------ Entries shown ------
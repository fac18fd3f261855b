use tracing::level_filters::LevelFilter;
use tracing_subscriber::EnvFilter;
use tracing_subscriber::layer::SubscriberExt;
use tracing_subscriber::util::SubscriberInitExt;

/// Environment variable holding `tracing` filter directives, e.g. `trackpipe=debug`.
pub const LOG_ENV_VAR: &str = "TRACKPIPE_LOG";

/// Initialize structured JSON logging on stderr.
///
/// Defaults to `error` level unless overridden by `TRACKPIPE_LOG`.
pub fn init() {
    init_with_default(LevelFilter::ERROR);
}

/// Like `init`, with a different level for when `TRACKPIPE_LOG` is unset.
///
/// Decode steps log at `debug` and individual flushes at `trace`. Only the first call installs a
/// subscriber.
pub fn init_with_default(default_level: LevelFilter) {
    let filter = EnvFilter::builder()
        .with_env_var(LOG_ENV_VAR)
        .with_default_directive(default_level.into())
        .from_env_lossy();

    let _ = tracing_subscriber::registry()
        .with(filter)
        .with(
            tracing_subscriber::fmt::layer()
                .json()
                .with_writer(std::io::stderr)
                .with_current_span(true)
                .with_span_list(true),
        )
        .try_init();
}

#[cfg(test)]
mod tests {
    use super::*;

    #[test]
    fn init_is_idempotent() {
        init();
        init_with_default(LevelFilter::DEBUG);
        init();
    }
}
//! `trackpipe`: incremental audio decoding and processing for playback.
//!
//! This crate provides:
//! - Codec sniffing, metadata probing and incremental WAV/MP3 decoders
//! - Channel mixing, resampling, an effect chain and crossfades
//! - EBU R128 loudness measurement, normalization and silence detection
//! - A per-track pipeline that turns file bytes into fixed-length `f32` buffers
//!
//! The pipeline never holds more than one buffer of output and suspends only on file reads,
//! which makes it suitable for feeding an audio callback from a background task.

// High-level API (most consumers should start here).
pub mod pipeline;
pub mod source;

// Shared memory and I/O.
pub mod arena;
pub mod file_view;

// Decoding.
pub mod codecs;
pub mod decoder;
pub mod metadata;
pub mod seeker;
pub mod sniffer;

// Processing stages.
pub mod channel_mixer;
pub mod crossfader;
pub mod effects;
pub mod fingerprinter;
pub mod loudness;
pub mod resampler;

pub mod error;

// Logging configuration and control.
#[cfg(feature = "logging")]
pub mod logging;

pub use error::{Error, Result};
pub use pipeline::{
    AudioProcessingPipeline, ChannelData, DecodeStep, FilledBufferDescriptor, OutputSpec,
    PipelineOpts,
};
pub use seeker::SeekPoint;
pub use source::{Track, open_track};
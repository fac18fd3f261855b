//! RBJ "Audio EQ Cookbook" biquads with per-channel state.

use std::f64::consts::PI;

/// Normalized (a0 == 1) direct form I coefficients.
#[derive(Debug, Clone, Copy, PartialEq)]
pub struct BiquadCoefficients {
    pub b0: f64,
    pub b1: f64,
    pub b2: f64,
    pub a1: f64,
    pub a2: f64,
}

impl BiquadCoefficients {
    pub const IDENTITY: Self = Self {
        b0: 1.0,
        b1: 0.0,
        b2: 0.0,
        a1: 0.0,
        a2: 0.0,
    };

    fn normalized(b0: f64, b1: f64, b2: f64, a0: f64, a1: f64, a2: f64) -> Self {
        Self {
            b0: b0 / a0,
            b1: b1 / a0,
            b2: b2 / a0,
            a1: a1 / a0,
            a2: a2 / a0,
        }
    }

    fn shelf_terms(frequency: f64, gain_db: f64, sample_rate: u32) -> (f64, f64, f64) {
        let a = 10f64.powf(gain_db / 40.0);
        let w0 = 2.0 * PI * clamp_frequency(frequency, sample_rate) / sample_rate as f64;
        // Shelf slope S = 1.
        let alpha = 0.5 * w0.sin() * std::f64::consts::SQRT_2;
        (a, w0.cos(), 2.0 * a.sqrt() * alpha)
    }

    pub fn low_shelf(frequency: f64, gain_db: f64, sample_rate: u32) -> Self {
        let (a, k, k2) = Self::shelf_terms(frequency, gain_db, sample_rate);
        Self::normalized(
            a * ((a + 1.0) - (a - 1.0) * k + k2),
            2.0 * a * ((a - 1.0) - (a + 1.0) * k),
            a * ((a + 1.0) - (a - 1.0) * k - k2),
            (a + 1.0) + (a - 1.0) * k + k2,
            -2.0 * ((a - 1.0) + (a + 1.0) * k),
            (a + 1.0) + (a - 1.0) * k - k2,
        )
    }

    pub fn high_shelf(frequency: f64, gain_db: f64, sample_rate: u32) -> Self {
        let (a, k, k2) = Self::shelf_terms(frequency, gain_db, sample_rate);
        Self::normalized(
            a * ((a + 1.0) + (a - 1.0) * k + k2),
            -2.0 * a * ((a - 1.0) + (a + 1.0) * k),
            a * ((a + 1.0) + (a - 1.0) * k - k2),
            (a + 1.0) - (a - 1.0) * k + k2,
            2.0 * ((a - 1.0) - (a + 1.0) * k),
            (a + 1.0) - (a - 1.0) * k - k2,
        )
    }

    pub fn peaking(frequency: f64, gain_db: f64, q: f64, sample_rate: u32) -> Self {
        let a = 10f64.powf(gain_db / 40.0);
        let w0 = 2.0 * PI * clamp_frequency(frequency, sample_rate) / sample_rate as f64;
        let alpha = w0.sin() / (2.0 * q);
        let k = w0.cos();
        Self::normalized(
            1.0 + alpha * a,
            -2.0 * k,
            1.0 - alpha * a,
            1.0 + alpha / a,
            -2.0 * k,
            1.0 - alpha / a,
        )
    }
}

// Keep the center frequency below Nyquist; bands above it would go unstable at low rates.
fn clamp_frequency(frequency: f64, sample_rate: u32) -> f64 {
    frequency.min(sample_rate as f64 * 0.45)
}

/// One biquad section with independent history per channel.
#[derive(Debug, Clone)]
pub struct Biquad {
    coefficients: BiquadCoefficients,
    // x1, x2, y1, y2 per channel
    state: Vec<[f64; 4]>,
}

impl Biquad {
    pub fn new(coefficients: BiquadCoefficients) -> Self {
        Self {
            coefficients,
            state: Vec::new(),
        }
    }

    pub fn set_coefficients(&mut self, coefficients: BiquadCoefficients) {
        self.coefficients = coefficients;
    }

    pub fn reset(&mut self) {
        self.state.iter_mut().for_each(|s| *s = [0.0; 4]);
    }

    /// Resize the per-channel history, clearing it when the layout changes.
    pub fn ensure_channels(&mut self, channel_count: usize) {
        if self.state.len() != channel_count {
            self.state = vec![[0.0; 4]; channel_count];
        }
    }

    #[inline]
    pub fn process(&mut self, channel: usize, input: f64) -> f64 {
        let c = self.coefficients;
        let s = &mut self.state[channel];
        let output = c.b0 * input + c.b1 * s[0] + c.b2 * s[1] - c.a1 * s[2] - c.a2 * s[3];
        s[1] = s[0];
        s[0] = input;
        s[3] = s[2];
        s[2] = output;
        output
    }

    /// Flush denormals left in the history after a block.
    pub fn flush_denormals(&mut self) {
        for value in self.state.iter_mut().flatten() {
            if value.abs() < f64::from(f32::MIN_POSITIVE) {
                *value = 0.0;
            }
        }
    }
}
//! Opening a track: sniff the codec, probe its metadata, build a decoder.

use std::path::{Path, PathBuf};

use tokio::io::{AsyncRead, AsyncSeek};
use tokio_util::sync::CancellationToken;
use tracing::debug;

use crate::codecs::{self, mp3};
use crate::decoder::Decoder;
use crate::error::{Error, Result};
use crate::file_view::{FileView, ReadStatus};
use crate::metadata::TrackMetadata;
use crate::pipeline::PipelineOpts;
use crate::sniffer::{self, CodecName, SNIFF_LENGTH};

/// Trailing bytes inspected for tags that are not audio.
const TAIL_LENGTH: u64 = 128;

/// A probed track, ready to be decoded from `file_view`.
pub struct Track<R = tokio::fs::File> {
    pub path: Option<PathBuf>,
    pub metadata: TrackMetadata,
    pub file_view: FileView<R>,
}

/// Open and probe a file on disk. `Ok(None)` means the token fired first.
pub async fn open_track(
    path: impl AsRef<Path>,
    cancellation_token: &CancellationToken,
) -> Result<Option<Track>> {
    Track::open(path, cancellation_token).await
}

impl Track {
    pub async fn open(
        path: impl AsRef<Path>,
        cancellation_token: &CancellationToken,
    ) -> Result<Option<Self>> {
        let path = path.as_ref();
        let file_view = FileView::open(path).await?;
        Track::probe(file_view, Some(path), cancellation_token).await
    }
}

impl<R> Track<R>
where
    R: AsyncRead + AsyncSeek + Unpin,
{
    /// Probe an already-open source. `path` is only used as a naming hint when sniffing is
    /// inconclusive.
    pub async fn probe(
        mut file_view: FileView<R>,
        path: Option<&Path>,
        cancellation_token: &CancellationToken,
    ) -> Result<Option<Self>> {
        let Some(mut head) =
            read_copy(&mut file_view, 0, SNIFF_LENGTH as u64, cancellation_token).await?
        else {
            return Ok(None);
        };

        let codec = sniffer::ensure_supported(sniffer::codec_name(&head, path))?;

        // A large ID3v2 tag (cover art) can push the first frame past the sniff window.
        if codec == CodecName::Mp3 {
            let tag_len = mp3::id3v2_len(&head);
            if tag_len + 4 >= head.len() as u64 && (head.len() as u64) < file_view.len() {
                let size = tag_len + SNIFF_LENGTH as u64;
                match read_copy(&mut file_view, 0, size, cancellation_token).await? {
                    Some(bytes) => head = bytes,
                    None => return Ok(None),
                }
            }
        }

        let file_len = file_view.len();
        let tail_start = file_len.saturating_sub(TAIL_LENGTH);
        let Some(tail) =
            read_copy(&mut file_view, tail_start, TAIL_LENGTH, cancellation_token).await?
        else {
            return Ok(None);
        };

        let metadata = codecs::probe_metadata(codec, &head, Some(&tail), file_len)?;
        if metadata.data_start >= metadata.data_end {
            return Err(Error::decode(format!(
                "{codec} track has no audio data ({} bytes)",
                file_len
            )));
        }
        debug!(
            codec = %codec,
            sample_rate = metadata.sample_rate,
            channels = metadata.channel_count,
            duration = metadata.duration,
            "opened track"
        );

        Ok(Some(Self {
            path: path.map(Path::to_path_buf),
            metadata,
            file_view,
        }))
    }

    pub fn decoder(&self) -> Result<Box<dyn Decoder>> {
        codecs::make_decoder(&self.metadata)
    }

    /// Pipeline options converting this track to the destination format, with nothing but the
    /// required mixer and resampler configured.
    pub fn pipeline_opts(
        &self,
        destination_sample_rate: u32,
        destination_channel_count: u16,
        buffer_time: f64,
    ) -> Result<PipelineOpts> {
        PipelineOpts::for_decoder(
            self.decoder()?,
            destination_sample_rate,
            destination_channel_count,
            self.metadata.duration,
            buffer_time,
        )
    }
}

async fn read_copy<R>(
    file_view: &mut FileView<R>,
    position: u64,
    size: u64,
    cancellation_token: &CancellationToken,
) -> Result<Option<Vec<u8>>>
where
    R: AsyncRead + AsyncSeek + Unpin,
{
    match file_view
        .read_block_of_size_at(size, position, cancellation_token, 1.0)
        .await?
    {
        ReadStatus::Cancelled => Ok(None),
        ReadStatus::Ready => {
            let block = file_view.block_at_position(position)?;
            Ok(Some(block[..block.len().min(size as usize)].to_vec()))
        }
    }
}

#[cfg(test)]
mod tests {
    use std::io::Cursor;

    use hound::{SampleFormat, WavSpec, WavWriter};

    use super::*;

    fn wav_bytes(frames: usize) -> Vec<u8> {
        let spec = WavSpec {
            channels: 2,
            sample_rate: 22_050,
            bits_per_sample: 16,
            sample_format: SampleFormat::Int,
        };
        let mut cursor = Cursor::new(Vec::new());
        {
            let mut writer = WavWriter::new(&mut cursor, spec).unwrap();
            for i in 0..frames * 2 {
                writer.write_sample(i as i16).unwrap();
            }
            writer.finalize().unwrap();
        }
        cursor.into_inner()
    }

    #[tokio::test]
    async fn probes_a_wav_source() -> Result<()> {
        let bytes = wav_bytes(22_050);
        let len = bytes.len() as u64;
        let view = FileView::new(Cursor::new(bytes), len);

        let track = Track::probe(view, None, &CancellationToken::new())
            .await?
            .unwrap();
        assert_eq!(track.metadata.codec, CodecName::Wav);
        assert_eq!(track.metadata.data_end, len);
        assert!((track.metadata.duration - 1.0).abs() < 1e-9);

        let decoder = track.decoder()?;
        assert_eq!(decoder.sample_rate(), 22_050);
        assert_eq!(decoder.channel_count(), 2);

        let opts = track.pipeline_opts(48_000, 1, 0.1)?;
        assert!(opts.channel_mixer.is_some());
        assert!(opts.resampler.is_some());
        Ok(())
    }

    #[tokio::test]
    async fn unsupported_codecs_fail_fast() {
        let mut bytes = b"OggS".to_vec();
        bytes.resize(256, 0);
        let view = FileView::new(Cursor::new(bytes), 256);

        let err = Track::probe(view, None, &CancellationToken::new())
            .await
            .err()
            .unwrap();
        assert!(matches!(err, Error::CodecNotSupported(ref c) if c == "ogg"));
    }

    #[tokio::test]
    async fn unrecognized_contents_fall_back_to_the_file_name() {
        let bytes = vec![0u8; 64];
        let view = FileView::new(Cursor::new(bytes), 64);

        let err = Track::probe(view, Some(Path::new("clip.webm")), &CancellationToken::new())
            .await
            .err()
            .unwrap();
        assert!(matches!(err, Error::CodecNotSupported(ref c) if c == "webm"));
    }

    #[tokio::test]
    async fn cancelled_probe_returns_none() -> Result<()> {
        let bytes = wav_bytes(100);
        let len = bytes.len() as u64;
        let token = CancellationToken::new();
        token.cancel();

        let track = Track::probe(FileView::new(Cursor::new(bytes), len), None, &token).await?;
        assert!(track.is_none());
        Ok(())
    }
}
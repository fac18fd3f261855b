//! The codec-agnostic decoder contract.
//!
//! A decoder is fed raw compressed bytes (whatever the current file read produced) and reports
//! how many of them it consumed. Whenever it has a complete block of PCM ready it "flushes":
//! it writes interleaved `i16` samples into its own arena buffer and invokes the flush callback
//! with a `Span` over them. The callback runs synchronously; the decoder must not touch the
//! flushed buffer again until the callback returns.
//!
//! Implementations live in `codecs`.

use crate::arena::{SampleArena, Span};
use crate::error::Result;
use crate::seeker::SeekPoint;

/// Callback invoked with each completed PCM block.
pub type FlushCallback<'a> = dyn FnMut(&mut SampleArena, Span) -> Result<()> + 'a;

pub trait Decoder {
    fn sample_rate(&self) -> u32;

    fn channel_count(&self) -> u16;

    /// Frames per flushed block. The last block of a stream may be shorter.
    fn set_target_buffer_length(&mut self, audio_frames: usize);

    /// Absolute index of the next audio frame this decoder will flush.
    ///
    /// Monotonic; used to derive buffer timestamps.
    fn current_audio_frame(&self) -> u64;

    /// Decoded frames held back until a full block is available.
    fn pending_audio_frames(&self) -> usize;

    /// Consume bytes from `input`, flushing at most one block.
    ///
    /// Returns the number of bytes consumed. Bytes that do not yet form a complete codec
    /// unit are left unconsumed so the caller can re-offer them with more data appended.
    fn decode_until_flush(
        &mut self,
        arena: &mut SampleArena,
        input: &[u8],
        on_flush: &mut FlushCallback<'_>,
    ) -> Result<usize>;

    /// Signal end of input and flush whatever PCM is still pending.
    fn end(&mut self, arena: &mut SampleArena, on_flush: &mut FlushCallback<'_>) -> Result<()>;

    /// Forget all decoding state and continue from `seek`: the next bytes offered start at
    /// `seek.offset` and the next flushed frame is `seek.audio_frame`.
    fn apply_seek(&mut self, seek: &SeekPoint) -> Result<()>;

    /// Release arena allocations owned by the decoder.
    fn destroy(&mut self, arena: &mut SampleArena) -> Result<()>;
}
------
Please copy, exactly and with nothing else, the lines above beginning at the line that has "assert!((track.metadata.duration - 1.0).abs()" and ending with the line that has "let view = FileView::new(Cursor::new(bytes), 64);".

__Solution for this exercise__
        assert!((track.metadata.duration - 1.0).abs() < 1e-9);

        let decoder = track.decoder()?;
        assert_eq!(decoder.sample_rate(), 22_050);
        assert_eq!(decoder.channel_count(), 2);

        let opts = track.pipeline_opts(48_000, 1, 0.1)?;
        assert!(opts.channel_mixer.is_some());
        assert!(opts.resampler.is_some());
        Ok(())
    }

    #[tokio::test]
    async fn unsupported_codecs_fail_fast() {
        let mut bytes = b"OggS".to_vec();
        bytes.resize(256, 0);
        let view = FileView::new(Cursor::new(bytes), 256);

        let err = Track::probe(view, None, &CancellationToken::new())
            .await
            .err()
            .unwrap();
        assert!(matches!(err, Error::CodecNotSupported(ref c) if c == "ogg"));
    }

    #[tokio::test]
    async fn unrecognized_contents_fall_back_to_the_file_name() {
        let bytes = vec![0u8; 64];
        let view = FileView::new(Cursor::new(bytes), 64);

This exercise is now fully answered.